Equity Market Liquidity as an Asset Allocation Signal

Posted in Strategic Allocation

 

Is equity market liquidity useful as an asset allocation signal? In their November 2012 paper entitled “Liquidity-Driven Dynamic Asset Allocation”, James Xiong, Rodney Sullivan and Peng Wang examine the performance of a dynamic stocks-bonds allocation strategy with weightings based on equity market liquidity. For liquidity measurement, they focus on monthly changes in Amihud illiquidity (aggregating individual responses of stock prices to trading volume), calculated daily for a broad sample of U.S. stocks, averaged over the past six months and detrended. They also consider a similarly calculated monthly change in aggregate stock market turnover as an alternative liquidity measurement. For each measurement, they define high and low expected liquidity premium conditions based on a fixed liquidity threshold. They then use this threshold to define a dynamic asset allocation (DAA) strategy for a simple portfolio consisting of stocks (four U.S. style indexes, a REIT index and MSCI EAFE as separate proxies) and bonds (proxied by the Barclays Capital 1-3 Year Government/Credit Index).
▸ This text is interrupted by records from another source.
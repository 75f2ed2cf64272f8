//! Raster data structures and operations

mod element;
mod geotransform;
mod grid;
mod neighborhood;
mod stack;

pub use element::RasterElement;
pub use geotransform::GeoTransform;
pub use grid::{Raster, RasterStatistics};
pub use neighborhood::{CircularWindow, Connectivity};
pub use stack::IndexStack;
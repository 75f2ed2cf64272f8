//! I/O for georeferenced rasters
//!
//! Band rasters, index rasters and score surfaces are exchanged as
//! single-band GeoTIFF files.

mod native;

pub use native::{
    read_geotiff, read_geotiff_from_buffer, write_geotiff, write_geotiff_to_buffer, GeoTiffOptions,
};
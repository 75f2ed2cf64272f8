//! Small helpers shared by the raster-producing algorithms

use ndarray::Array2;
use terraf_core::raster::{Raster, RasterElement};
use terraf_core::{Error, Result};

/// NaN, infinities and the raster's declared no-data value are all no-data.
/// Same rule as [`RasterElement::is_nodata`], which labeling relies on.
#[inline]
pub(crate) fn is_nodata_f64(value: f64, nodata: Option<f64>) -> bool {
    value.is_nodata(nodata)
}

pub(crate) fn check_dimensions(a: &Raster<f64>, b: &Raster<f64>) -> Result<()> {
    if a.shape() != b.shape() {
        return Err(Error::SizeMismatch {
            er: a.rows(),
            ec: a.cols(),
            ar: b.rows(),
            ac: b.cols(),
        });
    }
    Ok(())
}

/// Wrap row-major cell values in a raster georeferenced like `template`,
/// with NaN as no-data
pub(crate) fn build_output(
    template: &Raster<f64>,
    rows: usize,
    cols: usize,
    data: Vec<f64>,
) -> Result<Raster<f64>> {
    let mut output = template.with_same_meta::<f64>(rows, cols);
    output.set_nodata(Some(f64::NAN));
    *output.data_mut() =
        Array2::from_shape_vec((rows, cols), data).map_err(|e| Error::Other(e.to_string()))?;
    Ok(output)
}

#[cfg(test)]
mod tests {
    use super::*;

    #[test]
    fn test_nodata_rule_matches_raster() {
        let nd = Some(1.0);
        let near = 1.0 + 10.0 * f64::EPSILON;
        assert!(is_nodata_f64(near, nd));
        assert_eq!(is_nodata_f64(near, nd), near.is_nodata(nd));

        let mut r = Raster::from_vec(vec![near, 0.5], 1, 2).unwrap();
        r.set_nodata(nd);
        for col in 0..2 {
            let v = r.get(0, col).unwrap();
            assert_eq!(is_nodata_f64(v, r.nodata()), v.is_nodata(r.nodata()));
        }
        assert!(!is_nodata_f64(0.5, nd));
        assert!(is_nodata_f64(f64::INFINITY, None));
    }
}
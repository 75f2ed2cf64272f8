//! Gaussian similarity
//!
//! ```text
//! z = |value − mean| / std
//! s = exp(−z² / 2)
//! ```

use serde::{Deserialize, Serialize};
use terraf_core::raster::Raster;
use terraf_core::Result;

use crate::grid_ops::{build_output, is_nodata_f64};
use crate::maybe_rayon::*;
use crate::signature::IndexSignature;

/// Similarity of `value` to a normal distribution (mean, std), in [0, 1].
///
/// - Non-finite `value` or `mean` → NaN (no-data)
/// - `std <= 0` is the degenerate limit: 1.0 at the mean, 0.0 elsewhere
#[inline]
pub fn score(value: f64, mean: f64, std: f64) -> f64 {
    if !value.is_finite() || !mean.is_finite() {
        return f64::NAN;
    }
    if !(std > 0.0) || !std.is_finite() {
        return if value == mean { 1.0 } else { 0.0 };
    }
    let z = (value - mean).abs() / std;
    (-0.5 * z * z).exp()
}

/// Target (mean, std) a raster is scored against
#[derive(Debug, Clone, Copy, PartialEq, Serialize, Deserialize)]
pub struct TargetDistribution {
    pub mean: f64,
    pub std: f64,
}

impl TargetDistribution {
    pub fn new(mean: f64, std: f64) -> Self {
        Self { mean, std }
    }

    /// Reference distribution of one index with the std floor applied
    pub fn from_signature(sig: &IndexSignature, std_floor: f64) -> Self {
        Self {
            mean: sig.mean(),
            std: sig.effective_std(std_floor),
        }
    }

    /// Population mean and std of the finite `values`
    pub fn from_values(values: &[f64], std_floor: f64) -> Option<Self> {
        let finite: Vec<f64> = values.iter().copied().filter(|v| v.is_finite()).collect();
        if finite.is_empty() {
            return None;
        }
        let n = finite.len() as f64;
        let mean = finite.iter().sum::<f64>() / n;
        let std = (finite.iter().map(|v| (v - mean).powi(2)).sum::<f64>() / n).sqrt();
        Some(Self::new(mean, std.max(std_floor)))
    }
}

/// Score every cell of `raster` against `target`; no-data stays no-data
pub fn score_raster(raster: &Raster<f64>, target: TargetDistribution) -> Result<Raster<f64>> {
    let (rows, cols) = raster.shape();
    let nodata = raster.nodata();

    let data: Vec<f64> = (0..rows)
        .into_par_iter()
        .flat_map(|row| {
            let mut row_data = vec![f64::NAN; cols];
            for col in 0..cols {
                let v = unsafe { raster.get_unchecked(row, col) };
                if is_nodata_f64(v, nodata) {
                    continue;
                }
                row_data[col] = score(v, target.mean, target.std);
            }
            row_data
        })
        .collect();

    build_output(raster, rows, cols, data)
}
The benchmark strategic asset allocation (SAA) is 50% stocks and 50% bonds, rebalanced monthly. The DAA strategy each month allocates 60% (30%) to stocks and 40% (70%) to bonds when the expected equity liquidity premium is high (low), with monthly trading friction 0.1% of the value of the portfolio turned over. Using liquidity calculation inputs since January 1963 and portfolio asset total monthly returns since December 1980, both through September 2010, they find that: (more…)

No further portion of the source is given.